[How to complete this task] Among the lines below, tally those that contain "culled" and respond with the total only.

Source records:
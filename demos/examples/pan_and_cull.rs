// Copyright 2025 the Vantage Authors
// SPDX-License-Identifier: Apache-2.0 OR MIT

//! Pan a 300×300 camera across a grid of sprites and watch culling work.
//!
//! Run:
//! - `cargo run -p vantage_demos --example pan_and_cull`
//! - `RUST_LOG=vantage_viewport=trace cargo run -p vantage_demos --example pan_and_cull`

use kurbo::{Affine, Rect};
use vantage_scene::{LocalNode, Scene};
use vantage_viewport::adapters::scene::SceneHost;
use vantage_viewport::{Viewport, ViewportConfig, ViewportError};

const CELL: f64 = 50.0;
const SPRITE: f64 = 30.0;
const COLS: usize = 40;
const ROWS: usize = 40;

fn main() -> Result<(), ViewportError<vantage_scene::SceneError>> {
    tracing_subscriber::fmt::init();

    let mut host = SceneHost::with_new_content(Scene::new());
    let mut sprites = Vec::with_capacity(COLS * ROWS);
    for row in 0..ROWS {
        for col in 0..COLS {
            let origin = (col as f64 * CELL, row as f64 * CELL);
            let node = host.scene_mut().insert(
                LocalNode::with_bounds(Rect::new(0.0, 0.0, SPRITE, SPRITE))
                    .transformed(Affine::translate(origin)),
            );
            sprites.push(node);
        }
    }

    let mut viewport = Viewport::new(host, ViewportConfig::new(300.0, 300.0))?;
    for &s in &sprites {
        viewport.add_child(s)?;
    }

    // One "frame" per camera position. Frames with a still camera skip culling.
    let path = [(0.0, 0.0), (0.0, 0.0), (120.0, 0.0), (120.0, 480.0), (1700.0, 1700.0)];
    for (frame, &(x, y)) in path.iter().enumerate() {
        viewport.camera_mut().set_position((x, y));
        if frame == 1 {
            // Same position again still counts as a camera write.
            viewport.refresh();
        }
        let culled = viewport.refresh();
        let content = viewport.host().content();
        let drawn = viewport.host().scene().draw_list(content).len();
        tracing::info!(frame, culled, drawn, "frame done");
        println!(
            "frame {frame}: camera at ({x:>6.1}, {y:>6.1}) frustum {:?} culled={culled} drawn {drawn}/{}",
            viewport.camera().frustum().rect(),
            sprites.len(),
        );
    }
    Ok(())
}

[Response area] 3